Now the Dwarves set the plan in motion. Slowly they began to reduce their numbers, siphoning off their strength in a long, steady line that withdrew east into the mountains, following the escape route meticulously laid out by Geften. The Northlanders approached the head of the valley, and the scouts began to report back. Yet the most dangerous part of the scheme remained. The Northlanders must be delayed until the Dwarves were safely away. With Risca accompanying him, Raybur took a small band of twenty volunteers north. They placed themselves in a jumble of rocks that overlooked the valley's broad passage in, and when the first of the Warlock Lord's army appeared, they attacked.

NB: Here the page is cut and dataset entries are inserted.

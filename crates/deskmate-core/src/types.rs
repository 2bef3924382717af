// SPDX-FileCopyrightText: 2026 Deskmate Contributors
// SPDX-License-Identifier: MIT OR Apache-2.0

//! Canonical domain types shared across the Deskmate workspace.
//!
//! These types cross the adapter trait boundaries: the completion engine,
//! the memory gateway, the session store, and the HTTP gateway all speak
//! in terms of the structs defined here.

use serde::{Deserialize, Serialize};
use std::str::FromStr;

/// A registered employee.
#[derive(Debug, Clone, Serialize, Deserialize)]
pub struct Employee {
    /// Human-assigned unique identifier (e.g. "EMP001"), not the row id.
    pub employee_id: String,
    pub name: String,
    pub email: String,
    pub department: Option<String>,
    /// RFC 3339 creation timestamp.
    pub created_at: String,
    /// RFC 3339 last-update timestamp.
    pub updated_at: String,
}

/// A conversation session. The most recently created session for an
/// employee is their current one.
#[derive(Debug, Clone, Serialize, Deserialize)]
pub struct ChatSession {
    pub id: i64,
    pub employee_id: String,
    pub created_at: String,
}

/// A persisted chat message. Only `user` and `assistant` roles are ever
/// written to storage; tool exchanges stay in the working turn list.
#[derive(Debug, Clone, Serialize, Deserialize)]
pub struct ChatMessage {
    pub id: i64,
    pub session_id: i64,
    pub role: String,
    pub content: String,
    pub created_at: String,
}

/// Closed taxonomy for classified memories.
///
/// The classifier model is instructed to emit exactly these snake_case
/// values; anything else is coerced to `GeneralPreferences` via
/// [`MemoryCategory::parse_lossy`].
#[derive(
    Debug,
    Clone,
    Copy,
    PartialEq,
    Eq,
    Serialize,
    Deserialize,
    strum::Display,
    strum::EnumString,
    strum::EnumIter,
)]
#[strum(serialize_all = "snake_case")]
#[serde(rename_all = "snake_case")]
pub enum MemoryCategory {
    FoodPreferences,
    TravelPreferences,
    WorkSchedule,
    LeaveTimeOff,
    ExpenseFinance,
    PersonalInfo,
    CommunicationStyle,
    GeneralPreferences,
}

impl MemoryCategory {
    /// Parses a category name, coercing anything outside the taxonomy to
    /// `GeneralPreferences` so a positive store decision is never lost.
    pub fn parse_lossy(s: &str) -> Self {
        Self::from_str(s).unwrap_or(Self::GeneralPreferences)
    }
}

/// A memory returned by the memory gateway.
#[derive(Debug, Clone, Serialize, Deserialize)]
pub struct MemoryRecord {
    pub id: String,
    /// The memory text itself.
    pub text: String,
    #[serde(default, skip_serializing_if = "Option::is_none")]
    pub category: Option<MemoryCategory>,
    #[serde(default, skip_serializing_if = "Option::is_none")]
    pub created_at: Option<String>,
    /// Relevance score for search results; absent on plain listings.
    #[serde(default, skip_serializing_if = "Option::is_none")]
    pub score: Option<f64>,
}

/// A tool invocation requested by the completion engine.
#[derive(Debug, Clone, Serialize, Deserialize, PartialEq)]
pub struct ToolCallRequest {
    /// Provider-assigned call id, echoed back on the tool result turn.
    pub id: String,
    pub name: String,
    /// Parsed JSON arguments.
    pub arguments: serde_json::Value,
}

/// Tool definition advertised to the completion engine.
#[derive(Debug, Clone, Serialize, Deserialize)]
pub struct ToolSpec {
    pub name: String,
    pub description: String,
    /// JSON Schema for the tool's arguments.
    pub parameters: serde_json::Value,
}

/// One turn in the working message list sent to the completion engine.
#[derive(Debug, Clone, Serialize, Deserialize)]
pub struct ChatTurn {
    pub role: String,
    pub content: Option<String>,
    #[serde(default, skip_serializing_if = "Vec::is_empty")]
    pub tool_calls: Vec<ToolCallRequest>,
    /// Set on `tool` turns to link the result back to its call.
    #[serde(default, skip_serializing_if = "Option::is_none")]
    pub tool_call_id: Option<String>,
}

impl ChatTurn {
    pub fn user(content: impl Into<String>) -> Self {
        Self {
            role: "user".to_string(),
            content: Some(content.into()),
            tool_calls: Vec::new(),
            tool_call_id: None,
        }
    }

    pub fn assistant(content: impl Into<String>) -> Self {
        Self {
            role: "assistant".to_string(),
            content: Some(content.into()),
            tool_calls: Vec::new(),
            tool_call_id: None,
        }
    }

    /// An assistant turn that carries tool calls (content may be empty).
    pub fn assistant_tool_calls(content: Option<String>, tool_calls: Vec<ToolCallRequest>) -> Self {
        Self {
            role: "assistant".to_string(),
            content,
            tool_calls,
            tool_call_id: None,
        }
    }

    /// A tool result turn keyed by the originating call id.
    pub fn tool(tool_call_id: impl Into<String>, content: impl Into<String>) -> Self {
        Self {
            role: "tool".to_string(),
            content: Some(content.into()),
            tool_calls: Vec::new(),
            tool_call_id: Some(tool_call_id.into()),
        }
    }
}

/// Structured output constraint for a completion request.
#[derive(Debug, Clone, Copy, PartialEq, Eq, Serialize, Deserialize)]
#[serde(rename_all = "snake_case")]
pub enum ResponseFormat {
    /// Force the model to emit a single JSON object.
    JsonObject,
}

/// Request to the completion engine.
#[derive(Debug, Clone, Serialize, Deserialize)]
pub struct CompletionRequest {
    pub model: String,
    /// System prompt, sent as the leading system turn.
    pub system: Option<String>,
    pub messages: Vec<ChatTurn>,
    pub max_tokens: Option<u32>,
    pub temperature: Option<f32>,
    #[serde(default, skip_serializing_if = "Vec::is_empty")]
    pub tools: Vec<ToolSpec>,
    #[serde(default, skip_serializing_if = "Option::is_none")]
    pub response_format: Option<ResponseFormat>,
}

/// Response from the completion engine.
#[derive(Debug, Clone, Serialize, Deserialize)]
pub struct CompletionResponse {
    pub id: String,
    pub model: String,
    /// Plain text content; `None` when the model only requested tools.
    pub content: Option<String>,
    #[serde(default)]
    pub tool_calls: Vec<ToolCallRequest>,
    pub finish_reason: Option<String>,
    pub usage: TokenUsage,
}

impl CompletionResponse {
    /// True when the model asked for at least one tool invocation.
    pub fn wants_tools(&self) -> bool {
        !self.tool_calls.is_empty()
    }
}

/// Token accounting from a completion call.
#[derive(Debug, Clone, Copy, Default, Serialize, Deserialize)]
pub struct TokenUsage {
    pub prompt_tokens: u32,
    pub completion_tokens: u32,
}

#[cfg(test)]
mod tests {
    use super::*;
    use strum::IntoEnumIterator;

    #[test]
    fn memory_category_has_eight_variants() {
        assert_eq!(MemoryCategory::iter().count(), 8);
    }

    #[test]
    fn memory_category_round_trips_snake_case() {
        for category in MemoryCategory::iter() {
            let s = category.to_string();
            assert_eq!(MemoryCategory::parse_lossy(&s), category, "round trip {s}");
        }
        assert_eq!(
            MemoryCategory::parse_lossy("food_preferences"),
            MemoryCategory::FoodPreferences
        );
    }

    #[test]
    fn memory_category_parse_lossy_coerces_unknown() {
        assert_eq!(
            MemoryCategory::parse_lossy("coffee_opinions"),
            MemoryCategory::GeneralPreferences
        );
        assert_eq!(
            MemoryCategory::parse_lossy(""),
            MemoryCategory::GeneralPreferences
        );
    }

    #[test]
    fn memory_category_serde_uses_snake_case() {
        let json = serde_json::to_string(&MemoryCategory::LeaveTimeOff).unwrap();
        assert_eq!(json, "\"leave_time_off\"");
        let parsed: MemoryCategory = serde_json::from_str("\"work_schedule\"").unwrap();
        assert_eq!(parsed, MemoryCategory::WorkSchedule);
    }

    #[test]
    fn chat_turn_constructors_set_roles() {
        let user = ChatTurn::user("hi");
        assert_eq!(user.role, "user");
        assert_eq!(user.content.as_deref(), Some("hi"));

        let tool = ChatTurn::tool("call_1", "{\"ok\":true}");
        assert_eq!(tool.role, "tool");
        assert_eq!(tool.tool_call_id.as_deref(), Some("call_1"));
    }

    #[test]
    fn completion_response_wants_tools() {
        let mut resp = CompletionResponse {
            id: "r1".into(),
            model: "m".into(),
            content: None,
            tool_calls: vec![],
            finish_reason: Some("stop".into()),
            usage: TokenUsage::default(),
        };
        assert!(!resp.wants_tools());

        resp.tool_calls.push(ToolCallRequest {
            id: "call_1".into(),
            name: "book_cab".into(),
            arguments: serde_json::json!({}),
        });
        assert!(resp.wants_tools());
    }
}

It was a precise, momentary strike, intended only to disrupt and confuse, for the Dwarves were vastly outnumbered. They used bows from the cover of the rocks, firing their arrows just long enough to draw attention to themselves before falling back. Even so, escape was difficult. The Northlanders came after them, furious. It was dark and treacherous in the rocks, a maze of jagged edges and deep crevices, and the light, as always in the Wolfsktaag, was poor. Mist curled down out of the taller peaks, masking everything on the valley floor. More familiar with the terrain than their pursuers, the Dwarves slipped quickly through the maze, but the Northlanders were everywhere, swarming over the rocks. Some of the defenders were overtaken. Some turned the wrong way. All of these were killed. The fighting was ferocious. Risca used his magic, sending Druid fire into the midst of the hunters, chasing them back. A handful of the netherworld grotesques hove into view, lurching mindlessly after the scrambling Dwarves, and Risca was forced to stand long enough to throw them back as well.

They nearly had him then. They closed on him from three sides, drawn by the flare of his Druid fire. Weapons flew, and dark things launched themselves at him and tried to drag him down. He fought with fury and exhilaration, alive as he could not otherwise be, a warrior in his element. He was strong and quick, and he would not be overpowered. He threw back his attackers, fought off their strikes, used the Druid magic to shield his movements, and escaped them.

Then he was at the back side of the maze and racing after the last of the Dwarves. Their force had been halved, and those who remained were bloodied and exhausted. Raybur lingered until Risca caught up, grim-faced and sweating in the faint light. The battle-axe he carried had one blade shattered and was covered in blood.

“We'll have to hurry,” he warned, lumbering forward. “They're almost on top of us.”

Risca nodded. Spears and arrows flew at them from out of the rocks below. They charged up the valley slope, hearing the cries of the Northlanders chase after. Another of the Dwarves went down in front of them, an arrow in his throat. There were only a handful left of the twenty who had come. Risca whirled as he sensed something sweep out of the skies and sent a bolt of fire after one of the winged hunters as it swooped hurriedly away. The mist was growing thicker now. If they could stay clear of their pursuers for a few more minutes, they would lose them.